== Segment start ==

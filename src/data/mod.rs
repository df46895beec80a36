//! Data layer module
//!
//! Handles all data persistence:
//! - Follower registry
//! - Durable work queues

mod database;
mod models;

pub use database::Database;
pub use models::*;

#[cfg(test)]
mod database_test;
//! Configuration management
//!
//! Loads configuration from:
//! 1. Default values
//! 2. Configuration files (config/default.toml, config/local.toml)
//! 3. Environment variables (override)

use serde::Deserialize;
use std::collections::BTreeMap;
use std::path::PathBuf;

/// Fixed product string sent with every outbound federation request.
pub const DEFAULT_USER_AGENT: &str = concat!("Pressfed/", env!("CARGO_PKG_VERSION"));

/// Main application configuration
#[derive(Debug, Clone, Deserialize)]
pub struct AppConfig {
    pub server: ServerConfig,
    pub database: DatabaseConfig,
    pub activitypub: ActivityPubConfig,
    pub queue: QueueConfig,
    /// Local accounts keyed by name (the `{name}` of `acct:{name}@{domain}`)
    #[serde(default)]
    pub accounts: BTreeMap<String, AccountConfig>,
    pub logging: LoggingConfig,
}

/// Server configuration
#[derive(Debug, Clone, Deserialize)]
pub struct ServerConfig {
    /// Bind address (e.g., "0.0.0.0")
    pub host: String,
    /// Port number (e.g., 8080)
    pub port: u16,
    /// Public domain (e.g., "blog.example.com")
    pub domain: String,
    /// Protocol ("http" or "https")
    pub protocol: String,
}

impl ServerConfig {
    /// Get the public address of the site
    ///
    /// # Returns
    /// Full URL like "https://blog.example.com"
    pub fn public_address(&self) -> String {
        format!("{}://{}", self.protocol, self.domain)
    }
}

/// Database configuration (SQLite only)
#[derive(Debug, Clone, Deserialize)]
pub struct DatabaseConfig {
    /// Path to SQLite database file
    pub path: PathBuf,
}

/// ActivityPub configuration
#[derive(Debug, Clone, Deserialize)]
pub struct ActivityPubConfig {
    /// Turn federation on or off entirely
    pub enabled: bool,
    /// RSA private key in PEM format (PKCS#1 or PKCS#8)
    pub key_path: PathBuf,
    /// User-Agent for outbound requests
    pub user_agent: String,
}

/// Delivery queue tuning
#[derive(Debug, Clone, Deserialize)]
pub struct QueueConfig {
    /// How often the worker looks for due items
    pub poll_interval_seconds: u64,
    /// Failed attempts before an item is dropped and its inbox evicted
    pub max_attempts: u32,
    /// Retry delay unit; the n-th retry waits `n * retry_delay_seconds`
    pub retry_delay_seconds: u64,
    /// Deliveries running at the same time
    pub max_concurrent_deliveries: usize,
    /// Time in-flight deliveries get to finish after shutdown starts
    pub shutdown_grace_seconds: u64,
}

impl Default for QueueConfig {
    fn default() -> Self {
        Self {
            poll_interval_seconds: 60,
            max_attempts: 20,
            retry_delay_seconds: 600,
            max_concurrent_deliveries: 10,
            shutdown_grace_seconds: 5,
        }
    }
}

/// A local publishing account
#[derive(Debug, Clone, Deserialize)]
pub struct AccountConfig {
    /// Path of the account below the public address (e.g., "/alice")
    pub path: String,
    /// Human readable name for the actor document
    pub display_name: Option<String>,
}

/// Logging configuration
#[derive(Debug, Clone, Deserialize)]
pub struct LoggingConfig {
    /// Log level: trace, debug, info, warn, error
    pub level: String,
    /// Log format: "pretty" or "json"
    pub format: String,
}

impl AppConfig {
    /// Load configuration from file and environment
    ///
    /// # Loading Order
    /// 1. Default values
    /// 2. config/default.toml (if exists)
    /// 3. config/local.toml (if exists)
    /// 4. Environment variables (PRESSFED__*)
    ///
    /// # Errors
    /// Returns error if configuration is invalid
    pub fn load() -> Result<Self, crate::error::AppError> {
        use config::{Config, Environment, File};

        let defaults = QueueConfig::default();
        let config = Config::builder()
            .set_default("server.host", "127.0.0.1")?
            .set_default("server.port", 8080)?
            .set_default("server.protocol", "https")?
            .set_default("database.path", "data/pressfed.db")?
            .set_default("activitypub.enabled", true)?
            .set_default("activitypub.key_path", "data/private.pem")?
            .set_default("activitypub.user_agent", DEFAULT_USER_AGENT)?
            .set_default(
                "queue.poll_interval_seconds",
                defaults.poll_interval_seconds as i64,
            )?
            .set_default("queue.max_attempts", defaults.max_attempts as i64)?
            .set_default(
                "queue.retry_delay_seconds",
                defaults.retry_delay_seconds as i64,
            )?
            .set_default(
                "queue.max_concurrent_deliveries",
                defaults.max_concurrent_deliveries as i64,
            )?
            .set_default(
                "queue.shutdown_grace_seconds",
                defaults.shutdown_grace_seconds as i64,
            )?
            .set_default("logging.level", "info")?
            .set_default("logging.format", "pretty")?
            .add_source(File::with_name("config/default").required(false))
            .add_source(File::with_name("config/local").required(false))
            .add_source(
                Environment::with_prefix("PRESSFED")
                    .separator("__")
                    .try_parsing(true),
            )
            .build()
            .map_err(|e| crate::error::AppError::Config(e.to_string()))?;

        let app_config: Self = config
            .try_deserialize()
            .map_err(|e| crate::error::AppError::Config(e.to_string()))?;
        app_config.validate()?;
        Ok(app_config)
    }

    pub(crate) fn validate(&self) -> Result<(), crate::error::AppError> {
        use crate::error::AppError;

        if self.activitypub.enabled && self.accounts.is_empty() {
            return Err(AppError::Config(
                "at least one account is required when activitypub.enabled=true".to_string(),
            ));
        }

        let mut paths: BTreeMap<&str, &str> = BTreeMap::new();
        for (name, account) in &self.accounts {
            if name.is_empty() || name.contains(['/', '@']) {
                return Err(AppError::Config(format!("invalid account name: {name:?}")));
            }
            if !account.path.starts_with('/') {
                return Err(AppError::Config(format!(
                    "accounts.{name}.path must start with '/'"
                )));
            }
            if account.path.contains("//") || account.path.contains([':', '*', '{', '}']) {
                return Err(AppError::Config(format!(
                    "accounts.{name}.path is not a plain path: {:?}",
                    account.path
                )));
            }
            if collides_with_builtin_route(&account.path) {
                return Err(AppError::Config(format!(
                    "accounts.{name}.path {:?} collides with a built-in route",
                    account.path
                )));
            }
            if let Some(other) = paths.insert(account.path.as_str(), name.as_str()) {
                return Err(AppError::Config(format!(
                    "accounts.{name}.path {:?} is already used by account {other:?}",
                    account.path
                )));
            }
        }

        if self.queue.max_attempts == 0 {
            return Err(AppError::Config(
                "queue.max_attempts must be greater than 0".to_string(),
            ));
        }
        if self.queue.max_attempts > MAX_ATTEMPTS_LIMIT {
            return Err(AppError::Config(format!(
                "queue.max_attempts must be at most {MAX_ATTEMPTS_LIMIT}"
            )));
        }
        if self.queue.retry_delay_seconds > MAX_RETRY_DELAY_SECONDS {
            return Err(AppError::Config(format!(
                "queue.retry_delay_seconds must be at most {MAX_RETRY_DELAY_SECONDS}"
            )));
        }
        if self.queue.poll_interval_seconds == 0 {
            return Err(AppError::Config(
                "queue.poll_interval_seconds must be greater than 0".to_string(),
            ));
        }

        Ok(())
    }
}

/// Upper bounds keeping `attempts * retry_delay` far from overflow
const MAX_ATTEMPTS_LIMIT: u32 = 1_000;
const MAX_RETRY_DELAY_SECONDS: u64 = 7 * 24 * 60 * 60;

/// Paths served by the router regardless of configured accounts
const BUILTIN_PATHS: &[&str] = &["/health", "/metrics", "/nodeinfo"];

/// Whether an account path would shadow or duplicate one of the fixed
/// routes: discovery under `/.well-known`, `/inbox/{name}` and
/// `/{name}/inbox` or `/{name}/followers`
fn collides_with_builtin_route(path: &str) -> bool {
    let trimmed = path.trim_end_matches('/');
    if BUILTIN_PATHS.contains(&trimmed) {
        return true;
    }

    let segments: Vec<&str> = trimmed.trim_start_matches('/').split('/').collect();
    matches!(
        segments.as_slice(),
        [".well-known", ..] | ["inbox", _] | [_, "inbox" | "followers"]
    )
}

== Segment end ==

TASK PROMPT — Among the records above, find the lines that contain "crate" and copy every one.

RESULT —
    pub fn load() -> Result<Self, crate::error::AppError> {
            .map_err(|e| crate::error::AppError::Config(e.to_string()))?;
            .map_err(|e| crate::error::AppError::Config(e.to_string()))?;
    pub(crate) fn validate(&self) -> Result<(), crate::error::AppError> {
        use crate::error::AppError;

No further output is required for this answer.